[Dataset entries]
"""

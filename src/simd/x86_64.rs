//! x86_64 SIMD implementations using SSE2, SSSE3, AVX2, and PCLMULQDQ.

use std::arch::x86_64::*;

use super::fallback::{self, MOD_ADLER, NMAX};

/// Continue an Adler-32 checksum using SSSE3, 32 bytes per step.
///
/// `_mm_sad_epu8` sums the bytes of each half-block for `s1`;
/// `_mm_maddubs_epi16` against the taps 32..1 gives the position-weighted
/// sum for `s2`. The running `s1` contribution to `s2` is collected in
/// `v_ps` and multiplied by 32 once per NMAX-sized run.
///
/// # Safety
/// Caller must ensure SSSE3 is available on the current CPU.
#[target_feature(enable = "ssse3")]
pub unsafe fn adler32_ssse3(adler: u32, data: &[u8]) -> u32 {
    const BLOCK_SIZE: usize = 32;

    let mut s1 = adler & 0xFFFF;
    let mut s2 = adler >> 16;

    let tap1 = _mm_setr_epi8(32, 31, 30, 29, 28, 27, 26, 25, 24, 23, 22, 21, 20, 19, 18, 17);
    let tap2 = _mm_setr_epi8(16, 15, 14, 13, 12, 11, 10, 9, 8, 7, 6, 5, 4, 3, 2, 1);
    let zero = _mm_setzero_si128();
    let ones = _mm_set1_epi16(1);

    let mut blocks = data.chunks_exact(BLOCK_SIZE);
    let mut remaining_blocks = data.len() / BLOCK_SIZE;

    while remaining_blocks > 0 {
        let n = remaining_blocks.min(NMAX / BLOCK_SIZE);
        remaining_blocks -= n;

        let mut v_ps = _mm_set_epi32(0, 0, 0, (s1 * n as u32) as i32);
        let mut v_s2 = _mm_set_epi32(0, 0, 0, s2 as i32);
        let mut v_s1 = _mm_setzero_si128();

        for block in blocks.by_ref().take(n) {
            let bytes1 = _mm_loadu_si128(block.as_ptr() as *const __m128i);
            let bytes2 = _mm_loadu_si128(block[16..].as_ptr() as *const __m128i);

            v_ps = _mm_add_epi32(v_ps, v_s1);

            v_s1 = _mm_add_epi32(v_s1, _mm_sad_epu8(bytes1, zero));
            let mad1 = _mm_maddubs_epi16(bytes1, tap1);
            v_s2 = _mm_add_epi32(v_s2, _mm_madd_epi16(mad1, ones));

            v_s1 = _mm_add_epi32(v_s1, _mm_sad_epu8(bytes2, zero));
            let mad2 = _mm_maddubs_epi16(bytes2, tap2);
            v_s2 = _mm_add_epi32(v_s2, _mm_madd_epi16(mad2, ones));
        }

        v_s2 = _mm_add_epi32(v_s2, _mm_slli_epi32(v_ps, 5));

        v_s1 = _mm_add_epi32(v_s1, _mm_shuffle_epi32(v_s1, 0b01_00_11_10));
        s1 += _mm_cvtsi128_si32(v_s1) as u32;

        v_s2 = _mm_add_epi32(v_s2, _mm_shuffle_epi32(v_s2, 0b10_11_00_01));
        v_s2 = _mm_add_epi32(v_s2, _mm_shuffle_epi32(v_s2, 0b01_00_11_10));
        s2 = _mm_cvtsi128_si32(v_s2) as u32;

        s1 %= MOD_ADLER;
        s2 %= MOD_ADLER;
    }

    fallback::adler32((s2 << 16) | s1, blocks.remainder())
}

/// Continue an Adler-32 checksum using AVX2, 32 bytes per step.
///
/// # Safety
/// Caller must ensure AVX2 is available on the current CPU.
#[target_feature(enable = "avx2")]
pub unsafe fn adler32_avx2(adler: u32, data: &[u8]) -> u32 {
    const BLOCK_SIZE: usize = 32;

    let mut s1 = adler & 0xFFFF;
    let mut s2 = adler >> 16;

    let zeros = _mm256_setzero_si256();
    let ones = _mm256_set1_epi16(1);
    // weights 32..1
    let weights = _mm256_setr_epi8(
        32, 31, 30, 29, 28, 27, 26, 25, 24, 23, 22, 21, 20, 19, 18, 17, 16, 15, 14, 13, 12, 11, 10,
        9, 8, 7, 6, 5, 4, 3, 2, 1,
    );

    let mut blocks = data.chunks_exact(BLOCK_SIZE);
    let mut remaining_blocks = data.len() / BLOCK_SIZE;

    while remaining_blocks > 0 {
        let n = remaining_blocks.min(NMAX / BLOCK_SIZE);
        remaining_blocks -= n;

        let mut v_ps = _mm256_setzero_si256();
        let mut v_s1 = _mm256_setzero_si256();
        let mut v_s2 = _mm256_setzero_si256();

        for block in blocks.by_ref().take(n) {
            let bytes = _mm256_loadu_si256(block.as_ptr() as *const __m256i);
            v_ps = _mm256_add_epi32(v_ps, v_s1);
            v_s1 = _mm256_add_epi32(v_s1, _mm256_sad_epu8(bytes, zeros));
            let mad = _mm256_maddubs_epi16(bytes, weights);
            v_s2 = _mm256_add_epi32(v_s2, _mm256_madd_epi16(mad, ones));
        }

        let ps = hsum_epi32_avx2(v_ps);
        let sum1 = hsum_epi32_avx2(v_s1);
        let sum2 = hsum_epi32_avx2(v_s2);

        s2 += s1 * (n * BLOCK_SIZE) as u32 + (ps << 5) + sum2;
        s1 += sum1;

        s1 %= MOD_ADLER;
        s2 %= MOD_ADLER;
    }

    fallback::adler32((s2 << 16) | s1, blocks.remainder())
}

#[target_feature(enable = "avx2")]
unsafe fn hsum_epi32_avx2(v: __m256i) -> u32 {
    let lo = _mm256_castsi256_si128(v);
    let hi = _mm256_extracti128_si256(v, 1);
    let sum = _mm_add_epi32(lo, hi);
    let sum = _mm_add_epi32(sum, _mm_shuffle_epi32(sum, 0b01_00_11_10));
    let sum = _mm_add_epi32(sum, _mm_shuffle_epi32(sum, 0b10_11_00_01));
    _mm_cvtsi128_si32(sum) as u32
}

/// Continue a CRC-32 using carry-less multiplication.
///
/// Folds four 128-bit lanes across 64-byte blocks, folds the lanes into one,
/// folds any remaining 16-byte blocks, then reduces to 32 bits with a
/// Barrett reduction. The tail that is not a multiple of 16 bytes goes
/// through the table path.
///
/// # Safety
/// Caller must ensure PCLMULQDQ and SSE4.1 are available on the current CPU.
#[target_feature(enable = "pclmulqdq,sse2,sse4.1")]
pub unsafe fn crc32_pclmulqdq(crc: u32, data: &[u8]) -> u32 {
    if data.len() < 64 {
        return fallback::crc32(crc, data);
    }
    let folded_len = data.len() & !15;
    let (head, tail) = data.split_at(folded_len);
    let state = crc32_fold(!crc, head);
    fallback::crc32(!state, tail)
}

/// Fold `data` (at least 64 bytes, a multiple of 16) into the raw CRC state.
#[target_feature(enable = "pclmulqdq,sse2,sse4.1")]
unsafe fn crc32_fold(state: u32, data: &[u8]) -> u32 {
    debug_assert!(data.len() >= 64 && data.len() % 16 == 0);

    let k1k2 = _mm_set_epi64x(0x01_c6e4_1596, 0x01_5444_2bd4);
    let k3k4 = _mm_set_epi64x(0x00_ccaa_009e, 0x01_7519_97d0);
    let k5k0 = _mm_set_epi64x(0, 0x01_63cd_6124);
    let poly = _mm_set_epi64x(0x01_f701_1641, 0x01_db71_0641);

    let load = |offset: usize| _mm_loadu_si128(data[offset..offset + 16].as_ptr() as *const __m128i);

    let mut x1 = load(0);
    let mut x2 = load(16);
    let mut x3 = load(32);
    let mut x4 = load(48);

    x1 = _mm_xor_si128(x1, _mm_cvtsi32_si128(state as i32));

    let mut offset = 64;

    // Parallel fold of 64-byte blocks.
    while data.len() - offset >= 64 {
        x1 = fold_16(x1, k1k2, load(offset));
        x2 = fold_16(x2, k1k2, load(offset + 16));
        x3 = fold_16(x3, k1k2, load(offset + 32));
        x4 = fold_16(x4, k1k2, load(offset + 48));
        offset += 64;
    }

    // Fold the four lanes into one.
    x1 = fold_16(x1, k3k4, x2);
    x1 = fold_16(x1, k3k4, x3);
    x1 = fold_16(x1, k3k4, x4);

    // Single fold of remaining 16-byte blocks.
    while data.len() - offset >= 16 {
        x1 = fold_16(x1, k3k4, load(offset));
        offset += 16;
    }

    // 128 -> 64 bits.
    let x2 = _mm_clmulepi64_si128(x1, k3k4, 0x10);
    let x3 = _mm_setr_epi32(!0, 0, !0, 0);
    x1 = _mm_srli_si128(x1, 8);
    x1 = _mm_xor_si128(x1, x2);

    let x2 = _mm_srli_si128(x1, 4);
    x1 = _mm_and_si128(x1, x3);
    x1 = _mm_clmulepi64_si128(x1, k5k0, 0x00);
    x1 = _mm_xor_si128(x1, x2);

    // Barrett reduction to 32 bits.
    let x2 = _mm_and_si128(x1, x3);
    let x2 = _mm_clmulepi64_si128(x2, poly, 0x10);
    let x2 = _mm_and_si128(x2, x3);
    let x2 = _mm_clmulepi64_si128(x2, poly, 0x00);
    x1 = _mm_xor_si128(x1, x2);

    _mm_extract_epi32(x1, 1) as u32
}

#[inline]
#[target_feature(enable = "pclmulqdq,sse2")]
unsafe fn fold_16(acc: __m128i, k: __m128i, next: __m128i) -> __m128i {
    let lo = _mm_clmulepi64_si128(acc, k, 0x00);
    let hi = _mm_clmulepi64_si128(acc, k, 0x11);
    _mm_xor_si128(_mm_xor_si128(lo, hi), next)
}

/// Compute match length using SSE2 16-byte comparison.
///
/// # Safety
/// Caller must ensure SSE2 is available on the current CPU. Both
/// `pos1 + max_len` and `pos2 + max_len` must be within `data`.
#[target_feature(enable = "sse2")]
pub unsafe fn match_length_sse2(data: &[u8], pos1: usize, pos2: usize, max_len: usize) -> usize {
    debug_assert!(pos1 + max_len <= data.len() && pos2 + max_len <= data.len());
    let mut length = 0;

    while length + 16 <= max_len {
        let a = _mm_loadu_si128(data[pos1 + length..].as_ptr() as *const __m128i);
        let b = _mm_loadu_si128(data[pos2 + length..].as_ptr() as *const __m128i);
        let cmp = _mm_cmpeq_epi8(a, b);
        let mask = _mm_movemask_epi8(cmp) as u32;

        if mask != 0xFFFF {
            // count trailing ones (matching bytes)
            return length + (!mask).trailing_zeros() as usize;
        }
        length += 16;
    }

    length + fallback::match_length(data, pos1 + length, pos2 + length, max_len - length)
}

/// Compute match length using AVX2 32-byte comparison.
///
/// # Safety
/// Caller must ensure AVX2 is available on the current CPU. Both
/// `pos1 + max_len` and `pos2 + max_len` must be within `data`.
#[target_feature(enable = "avx2")]
pub unsafe fn match_length_avx2(data: &[u8], pos1: usize, pos2: usize, max_len: usize) -> usize {
    debug_assert!(pos1 + max_len <= data.len() && pos2 + max_len <= data.len());
    let mut length = 0;

    while length + 32 <= max_len {
        let a = _mm256_loadu_si256(data[pos1 + length..].as_ptr() as *const __m256i);
        let b = _mm256_loadu_si256(data[pos2 + length..].as_ptr() as *const __m256i);
        let cmp = _mm256_cmpeq_epi8(a, b);
        let mask = _mm256_movemask_epi8(cmp) as u32;

        if mask != 0xFFFF_FFFF {
            return length + (!mask).trailing_zeros() as usize;
        }
        length += 32;
    }

    // At most 31 bytes left.
    if length < max_len {
        length + match_length_sse2(data, pos1 + length, pos2 + length, max_len - length)
    } else {
        length
    }
}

"""

* TRY IT *
Give the lines again, exactly as they stand, from the beginning of the data through the line with "is collected in".

* ANSWER BOX *
filename src/simd/x86_64.rs
//! x86_64 SIMD implementations using SSE2, SSSE3, AVX2, and PCLMULQDQ.

use std::arch::x86_64::*;

use super::fallback::{self, MOD_ADLER, NMAX};

/// Continue an Adler-32 checksum using SSSE3, 32 bytes per step.
///
/// `_mm_sad_epu8` sums the bytes of each half-block for `s1`;
/// `_mm_maddubs_epi16` against the taps 32..1 gives the position-weighted
/// sum for `s2`. The running `s1` contribution to `s2` is collected in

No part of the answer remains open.